Dataset entries:
┄┄┄┄┄┄
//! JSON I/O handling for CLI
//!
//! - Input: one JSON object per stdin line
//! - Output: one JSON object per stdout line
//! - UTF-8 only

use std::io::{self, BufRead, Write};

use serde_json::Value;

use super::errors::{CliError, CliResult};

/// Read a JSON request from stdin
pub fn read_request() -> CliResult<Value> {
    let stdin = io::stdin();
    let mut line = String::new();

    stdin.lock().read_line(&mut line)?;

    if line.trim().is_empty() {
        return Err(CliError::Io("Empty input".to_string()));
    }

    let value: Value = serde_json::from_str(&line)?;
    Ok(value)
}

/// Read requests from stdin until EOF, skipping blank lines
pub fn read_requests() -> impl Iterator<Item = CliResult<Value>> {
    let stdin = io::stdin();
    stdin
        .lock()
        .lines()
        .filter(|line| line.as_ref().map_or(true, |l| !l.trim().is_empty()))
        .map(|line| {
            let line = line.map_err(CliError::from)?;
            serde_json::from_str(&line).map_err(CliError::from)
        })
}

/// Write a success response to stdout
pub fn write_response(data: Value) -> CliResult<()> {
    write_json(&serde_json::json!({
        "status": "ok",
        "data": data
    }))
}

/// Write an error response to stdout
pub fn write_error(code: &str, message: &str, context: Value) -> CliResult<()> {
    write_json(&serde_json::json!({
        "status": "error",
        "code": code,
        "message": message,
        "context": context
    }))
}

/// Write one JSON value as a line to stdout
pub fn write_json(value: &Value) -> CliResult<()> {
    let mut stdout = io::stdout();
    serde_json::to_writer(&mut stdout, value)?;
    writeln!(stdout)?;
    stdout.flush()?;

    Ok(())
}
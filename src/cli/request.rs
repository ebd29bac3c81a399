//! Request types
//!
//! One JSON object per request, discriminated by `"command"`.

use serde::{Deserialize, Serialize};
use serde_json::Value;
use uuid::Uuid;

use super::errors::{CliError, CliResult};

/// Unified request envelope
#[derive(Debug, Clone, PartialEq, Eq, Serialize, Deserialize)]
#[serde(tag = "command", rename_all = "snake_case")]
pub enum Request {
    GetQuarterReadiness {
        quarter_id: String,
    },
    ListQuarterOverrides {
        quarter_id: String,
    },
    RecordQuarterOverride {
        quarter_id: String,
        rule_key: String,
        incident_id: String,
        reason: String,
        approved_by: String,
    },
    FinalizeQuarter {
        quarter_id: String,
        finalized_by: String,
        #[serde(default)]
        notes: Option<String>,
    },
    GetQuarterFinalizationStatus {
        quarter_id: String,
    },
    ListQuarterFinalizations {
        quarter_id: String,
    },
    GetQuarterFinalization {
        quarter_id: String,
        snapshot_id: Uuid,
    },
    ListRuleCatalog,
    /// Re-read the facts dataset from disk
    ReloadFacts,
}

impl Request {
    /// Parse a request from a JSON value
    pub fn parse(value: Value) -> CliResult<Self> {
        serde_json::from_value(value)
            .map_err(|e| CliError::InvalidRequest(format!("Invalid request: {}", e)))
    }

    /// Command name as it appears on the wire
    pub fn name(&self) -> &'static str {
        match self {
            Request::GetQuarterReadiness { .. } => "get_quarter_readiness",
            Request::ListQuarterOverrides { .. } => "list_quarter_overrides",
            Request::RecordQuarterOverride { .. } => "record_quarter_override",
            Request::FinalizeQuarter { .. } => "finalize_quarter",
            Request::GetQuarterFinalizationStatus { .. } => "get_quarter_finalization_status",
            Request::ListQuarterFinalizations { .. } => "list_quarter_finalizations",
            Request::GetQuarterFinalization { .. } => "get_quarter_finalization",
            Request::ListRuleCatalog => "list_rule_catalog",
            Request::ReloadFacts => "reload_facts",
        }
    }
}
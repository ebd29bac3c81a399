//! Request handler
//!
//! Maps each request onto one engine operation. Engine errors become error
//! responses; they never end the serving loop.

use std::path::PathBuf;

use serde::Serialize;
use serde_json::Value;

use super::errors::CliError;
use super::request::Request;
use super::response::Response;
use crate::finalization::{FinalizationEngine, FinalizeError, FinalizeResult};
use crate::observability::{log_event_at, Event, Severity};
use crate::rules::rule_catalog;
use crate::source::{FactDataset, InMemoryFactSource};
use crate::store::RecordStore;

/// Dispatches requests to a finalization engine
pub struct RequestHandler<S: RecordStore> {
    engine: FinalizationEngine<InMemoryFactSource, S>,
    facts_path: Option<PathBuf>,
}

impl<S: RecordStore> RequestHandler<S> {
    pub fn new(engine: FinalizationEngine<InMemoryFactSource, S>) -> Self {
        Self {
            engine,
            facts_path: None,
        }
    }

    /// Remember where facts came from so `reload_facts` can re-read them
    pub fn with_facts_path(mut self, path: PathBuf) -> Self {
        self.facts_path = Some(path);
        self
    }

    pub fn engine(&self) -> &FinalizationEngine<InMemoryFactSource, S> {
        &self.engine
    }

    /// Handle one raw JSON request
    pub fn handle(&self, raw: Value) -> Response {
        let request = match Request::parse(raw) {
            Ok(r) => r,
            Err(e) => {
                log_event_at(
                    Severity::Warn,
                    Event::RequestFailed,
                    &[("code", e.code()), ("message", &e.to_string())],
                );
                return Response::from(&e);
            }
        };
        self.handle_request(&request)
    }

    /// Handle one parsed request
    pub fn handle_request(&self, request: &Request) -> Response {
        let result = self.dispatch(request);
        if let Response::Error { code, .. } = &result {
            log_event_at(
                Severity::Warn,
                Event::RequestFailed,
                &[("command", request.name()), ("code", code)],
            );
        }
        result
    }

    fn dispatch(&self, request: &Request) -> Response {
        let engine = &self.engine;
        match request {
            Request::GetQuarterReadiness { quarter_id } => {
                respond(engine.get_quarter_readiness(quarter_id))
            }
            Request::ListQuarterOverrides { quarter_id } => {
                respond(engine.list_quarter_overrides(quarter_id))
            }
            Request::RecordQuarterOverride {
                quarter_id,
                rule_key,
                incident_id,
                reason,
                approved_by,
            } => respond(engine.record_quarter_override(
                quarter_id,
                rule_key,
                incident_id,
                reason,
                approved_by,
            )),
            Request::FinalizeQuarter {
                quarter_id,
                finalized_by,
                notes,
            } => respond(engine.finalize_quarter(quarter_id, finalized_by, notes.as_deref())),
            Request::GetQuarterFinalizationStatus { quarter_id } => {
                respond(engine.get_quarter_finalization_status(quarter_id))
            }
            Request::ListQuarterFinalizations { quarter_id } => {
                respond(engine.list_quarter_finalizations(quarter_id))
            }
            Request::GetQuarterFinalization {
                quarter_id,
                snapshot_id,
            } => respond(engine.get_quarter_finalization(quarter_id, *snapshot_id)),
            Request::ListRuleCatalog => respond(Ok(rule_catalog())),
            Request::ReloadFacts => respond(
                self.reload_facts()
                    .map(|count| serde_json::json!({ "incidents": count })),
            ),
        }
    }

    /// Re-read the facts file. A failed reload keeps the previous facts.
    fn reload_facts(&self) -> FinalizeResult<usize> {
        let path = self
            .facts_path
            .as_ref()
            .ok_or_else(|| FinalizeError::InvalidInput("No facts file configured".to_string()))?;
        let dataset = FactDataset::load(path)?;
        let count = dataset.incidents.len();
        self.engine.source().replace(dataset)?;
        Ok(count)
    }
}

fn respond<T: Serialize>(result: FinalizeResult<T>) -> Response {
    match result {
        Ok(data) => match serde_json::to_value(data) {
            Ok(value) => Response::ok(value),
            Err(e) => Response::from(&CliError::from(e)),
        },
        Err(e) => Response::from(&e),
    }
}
┄┄┄┄┄┄
Could you reproduce every record exactly as it appears?

▶ **THE ANSWER**
//! JSON I/O handling for CLI
//!
//! - Input: one JSON object per stdin line
//! - Output: one JSON object per stdout line
//! - UTF-8 only

use std::io::{self, BufRead, Write};

use serde_json::Value;

use super::errors::{CliError, CliResult};

/// Read a JSON request from stdin
pub fn read_request() -> CliResult<Value> {
    let stdin = io::stdin();
    let mut line = String::new();

    stdin.lock().read_line(&mut line)?;

    if line.trim().is_empty() {
        return Err(CliError::Io("Empty input".to_string()));
    }

    let value: Value = serde_json::from_str(&line)?;
    Ok(value)
}

/// Read requests from stdin until EOF, skipping blank lines
pub fn read_requests() -> impl Iterator<Item = CliResult<Value>> {
    let stdin = io::stdin();
    stdin
        .lock()
        .lines()
        .filter(|line| line.as_ref().map_or(true, |l| !l.trim().is_empty()))
        .map(|line| {
            let line = line.map_err(CliError::from)?;
            serde_json::from_str(&line).map_err(CliError::from)
        })
}

/// Write a success response to stdout
pub fn write_response(data: Value) -> CliResult<()> {
    write_json(&serde_json::json!({
        "status": "ok",
        "data": data
    }))
}

/// Write an error response to stdout
pub fn write_error(code: &str, message: &str, context: Value) -> CliResult<()> {
    write_json(&serde_json::json!({
        "status": "error",
        "code": code,
        "message": message,
        "context": context
    }))
}

/// Write one JSON value as a line to stdout
pub fn write_json(value: &Value) -> CliResult<()> {
    let mut stdout = io::stdout();
    serde_json::to_writer(&mut stdout, value)?;
    writeln!(stdout)?;
    stdout.flush()?;

    Ok(())
}
filename src/cli/request.rs
repository ebd29bac3c81a399
//! Request types
//!
//! One JSON object per request, discriminated by `"command"`.

use serde::{Deserialize, Serialize};
use serde_json::Value;
use uuid::Uuid;

use super::errors::{CliError, CliResult};

/// Unified request envelope
#[derive(Debug, Clone, PartialEq, Eq, Serialize, Deserialize)]
#[serde(tag = "command", rename_all = "snake_case")]
pub enum Request {
    GetQuarterReadiness {
        quarter_id: String,
    },
    ListQuarterOverrides {
        quarter_id: String,
    },
    RecordQuarterOverride {
        quarter_id: String,
        rule_key: String,
        incident_id: String,
        reason: String,
        approved_by: String,
    },
    FinalizeQuarter {
        quarter_id: String,
        finalized_by: String,
        #[serde(default)]
        notes: Option<String>,
    },
    GetQuarterFinalizationStatus {
        quarter_id: String,
    },
    ListQuarterFinalizations {
        quarter_id: String,
    },
    GetQuarterFinalization {
        quarter_id: String,
        snapshot_id: Uuid,
    },
    ListRuleCatalog,
    /// Re-read the facts dataset from disk
    ReloadFacts,
}

impl Request {
    /// Parse a request from a JSON value
    pub fn parse(value: Value) -> CliResult<Self> {
        serde_json::from_value(value)
            .map_err(|e| CliError::InvalidRequest(format!("Invalid request: {}", e)))
    }

    /// Command name as it appears on the wire
    pub fn name(&self) -> &'static str {
        match self {
            Request::GetQuarterReadiness { .. } => "get_quarter_readiness",
            Request::ListQuarterOverrides { .. } => "list_quarter_overrides",
            Request::RecordQuarterOverride { .. } => "record_quarter_override",
            Request::FinalizeQuarter { .. } => "finalize_quarter",
            Request::GetQuarterFinalizationStatus { .. } => "get_quarter_finalization_status",
            Request::ListQuarterFinalizations { .. } => "list_quarter_finalizations",
            Request::GetQuarterFinalization { .. } => "get_quarter_finalization",
            Request::ListRuleCatalog => "list_rule_catalog",
            Request::ReloadFacts => "reload_facts",
        }
    }
}
repository ebd29bac3c81a399
//! Request handler
//!
//! Maps each request onto one engine operation. Engine errors become error
//! responses; they never end the serving loop.

use std::path::PathBuf;

use serde::Serialize;
use serde_json::Value;

use super::errors::CliError;
use super::request::Request;
use super::response::Response;
use crate::finalization::{FinalizationEngine, FinalizeError, FinalizeResult};
use crate::observability::{log_event_at, Event, Severity};
use crate::rules::rule_catalog;
use crate::source::{FactDataset, InMemoryFactSource};
use crate::store::RecordStore;

/// Dispatches requests to a finalization engine
pub struct RequestHandler<S: RecordStore> {
    engine: FinalizationEngine<InMemoryFactSource, S>,
    facts_path: Option<PathBuf>,
}

impl<S: RecordStore> RequestHandler<S> {
    pub fn new(engine: FinalizationEngine<InMemoryFactSource, S>) -> Self {
        Self {
            engine,
            facts_path: None,
        }
    }

    /// Remember where facts came from so `reload_facts` can re-read them
    pub fn with_facts_path(mut self, path: PathBuf) -> Self {
        self.facts_path = Some(path);
        self
    }

    pub fn engine(&self) -> &FinalizationEngine<InMemoryFactSource, S> {
        &self.engine
    }

    /// Handle one raw JSON request
    pub fn handle(&self, raw: Value) -> Response {
        let request = match Request::parse(raw) {
            Ok(r) => r,
            Err(e) => {
                log_event_at(
                    Severity::Warn,
                    Event::RequestFailed,
                    &[("code", e.code()), ("message", &e.to_string())],
                );
                return Response::from(&e);
            }
        };
        self.handle_request(&request)
    }

    /// Handle one parsed request
    pub fn handle_request(&self, request: &Request) -> Response {
        let result = self.dispatch(request);
        if let Response::Error { code, .. } = &result {
            log_event_at(
                Severity::Warn,
                Event::RequestFailed,
                &[("command", request.name()), ("code", code)],
            );
        }
        result
    }

    fn dispatch(&self, request: &Request) -> Response {
        let engine = &self.engine;
        match request {
            Request::GetQuarterReadiness { quarter_id } => {
                respond(engine.get_quarter_readiness(quarter_id))
            }
            Request::ListQuarterOverrides { quarter_id } => {
                respond(engine.list_quarter_overrides(quarter_id))
            }
            Request::RecordQuarterOverride {
                quarter_id,
                rule_key,
                incident_id,
                reason,
                approved_by,
            } => respond(engine.record_quarter_override(
                quarter_id,
                rule_key,
                incident_id,
                reason,
                approved_by,
            )),
            Request::FinalizeQuarter {
                quarter_id,
                finalized_by,
                notes,
            } => respond(engine.finalize_quarter(quarter_id, finalized_by, notes.as_deref())),
            Request::GetQuarterFinalizationStatus { quarter_id } => {
                respond(engine.get_quarter_finalization_status(quarter_id))
            }
            Request::ListQuarterFinalizations { quarter_id } => {
                respond(engine.list_quarter_finalizations(quarter_id))
            }
            Request::GetQuarterFinalization {
                quarter_id,
                snapshot_id,
            } => respond(engine.get_quarter_finalization(quarter_id, *snapshot_id)),
            Request::ListRuleCatalog => respond(Ok(rule_catalog())),
            Request::ReloadFacts => respond(
                self.reload_facts()
                    .map(|count| serde_json::json!({ "incidents": count })),
            ),
        }
    }

    /// Re-read the facts file. A failed reload keeps the previous facts.
    fn reload_facts(&self) -> FinalizeResult<usize> {
        let path = self
            .facts_path
            .as_ref()
            .ok_or_else(|| FinalizeError::InvalidInput("No facts file configured".to_string()))?;
        let dataset = FactDataset::load(path)?;
        let count = dataset.incidents.len();
        self.engine.source().replace(dataset)?;
        Ok(count)
    }
}

fn respond<T: Serialize>(result: FinalizeResult<T>) -> Response {
    match result {
        Ok(data) => match serde_json::to_value(data) {
            Ok(value) => Response::ok(value),
            Err(e) => Response::from(&CliError::from(e)),
        },
        Err(e) => Response::from(&e),
    }
}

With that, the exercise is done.